For TTS models developmentwe hope to have a more universal multimedia stdout, which is actually a tool similar to `tensorboard`, which allows many multimedia forms, but it needs a `summary writer` when using, and a `step` when writing information. If the data are images or voices, some format control parameters are needed.
This will destroy the modular design to a certain extent. For example, If my model is composed of multiple sublayers, and I want to record some important information in the forward method of some sublayers. For this reason, I may need to pass the `summary writer` to this sublayers, but for the sublayers, its function is calculation, it should not have extra considerations, and it's also difficult for us to tolerate that the initialization of an `nn.Linear` has an optional `visualizer` in the method. And, for a calculation module, **HOW** can it know the global step?
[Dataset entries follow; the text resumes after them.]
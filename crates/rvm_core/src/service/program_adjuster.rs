//! Program adjustment proposals.
//!
//! # Responsibility
//! - Map adjustment events to prioritized, human-readable suggestions.
//! - Resolve participant references through the registry.
//!
//! # Invariants
//! - Events dated before the reference date are ignored.
//! - Each retained event matches at most one rule; events missing the IDs a
//!   rule needs are skipped without error.
//! - A `NotFound` while resolving any event aborts the whole call.
//! - Output is stably sorted by priority, so equal priorities keep event order.

use crate::model::adjustment::{AdjustmentAction, AdjustmentEvent, AdjustmentType};
use crate::repo::participant_registry::{ParticipantRegistry, RegistryResult};
use chrono::{Local, NaiveDate};
use log::{info, warn};

const UNDEFINED_RECURRENCE: &str = "undefined";
const DATE_FORMAT: &str = "%d/%m/%Y";

/// Rule-based adjuster reading from one registry.
pub struct ProgramAdjuster<'reg> {
    registry: &'reg ParticipantRegistry,
}

impl<'reg> ProgramAdjuster<'reg> {
    pub fn new(registry: &'reg ParticipantRegistry) -> Self {
        Self { registry }
    }

    /// Proposes adjustments relative to today's local date.
    ///
    /// See `propose_adjustments_at` for the contract.
    pub fn propose_adjustments(
        &self,
        events: &[AdjustmentEvent],
    ) -> RegistryResult<Vec<AdjustmentAction>> {
        self.propose_adjustments_at(events, Local::now().date_naive())
    }

    /// Proposes adjustments for events effective on or after `reference_date`.
    ///
    /// # Errors
    /// - `RegistryError::NotFound` when an absence or substitution references
    ///   an unregistered participant. No partial result is returned.
    pub fn propose_adjustments_at(
        &self,
        events: &[AdjustmentEvent],
        reference_date: NaiveDate,
    ) -> RegistryResult<Vec<AdjustmentAction>> {
        let mut actions = Vec::new();
        let mut skipped = 0usize;

        for event in events.iter().filter(|e| e.is_future_event(reference_date)) {
            match self.apply_rule(event) {
                Ok(Some(action)) => actions.push(action),
                Ok(None) => skipped += 1,
                Err(err) => {
                    warn!(
                        "event=propose_adjustments module=adjuster status=error event_type={} error={err}",
                        event.event_type().as_str()
                    );
                    return Err(err);
                }
            }
        }

        actions.sort_by_key(|action| action.priority);

        info!(
            "event=propose_adjustments module=adjuster status=ok input={} actions={} skipped={} reference_date={reference_date}",
            events.len(),
            actions.len(),
            skipped
        );
        Ok(actions)
    }

    fn apply_rule(&self, event: &AdjustmentEvent) -> RegistryResult<Option<AdjustmentAction>> {
        let action = match (
            event.event_type(),
            event.participant_id(),
            event.substitute_participant_id(),
        ) {
            (AdjustmentType::Absence, Some(absent_id), _) => {
                let absent = self.registry.get(absent_id)?;
                AdjustmentAction::new(
                    format!(
                        "Reschedule {} (status: absent) and find a substitute.",
                        absent.full_name
                    ),
                    AdjustmentAction::PRIORITY_HIGH,
                )
            }
            (AdjustmentType::Substitution, Some(absent_id), Some(substitute_id)) => {
                let absent = self.registry.get(absent_id)?;
                let substitute = self.registry.get(substitute_id)?;
                AdjustmentAction::new(
                    format!(
                        "Confirm {} as substitute for {} on {}.",
                        substitute.full_name,
                        absent.full_name,
                        event.effective_date().format(DATE_FORMAT)
                    ),
                    AdjustmentAction::PRIORITY_HIGH,
                )
            }
            (AdjustmentType::PeriodicEvent, _, _) => AdjustmentAction::medium(format!(
                "Check recurrence '{}' and distribute parts among different participants to avoid overload.",
                event
                    .recurrence()
                    .filter(|label| !label.is_empty())
                    .unwrap_or(UNDEFINED_RECURRENCE)
            )),
            (AdjustmentType::SpecialDemand, _, _) => AdjustmentAction::medium(format!(
                "Evaluate special demand: {}. Adjust the program and notify the responsible elders.",
                event.description()
            )),
            (AdjustmentType::Absence, None, _) | (AdjustmentType::Substitution, _, _) => {
                return Ok(None)
            }
        };
        Ok(Some(action))
    }
}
These are things related to the training process!
Therefore, a more common approach is not to put writing_log_code in the definition of layer, but return it, then obtain them during training, and write them to `summary writer`. However, the return values need to be modified. `summary writer ` is a broadcaster at the training level, and then each module transmits information to it by modifying the return values.
We think this method is a little ugly. We prefer to return the necessary information only rather than change the return values to accommodate visualization and recording. When you need to report some information, you should be able to report it without difficult. So we imitate the design of `chainer` and use the `global repoter`.
It takes advantage of the globality of Python's module level variables and the effect of context manager.
There is a module level variable in `parakeet/training/reporter.py` `OBSERVATIONS`which is a `Dict` to store key-value.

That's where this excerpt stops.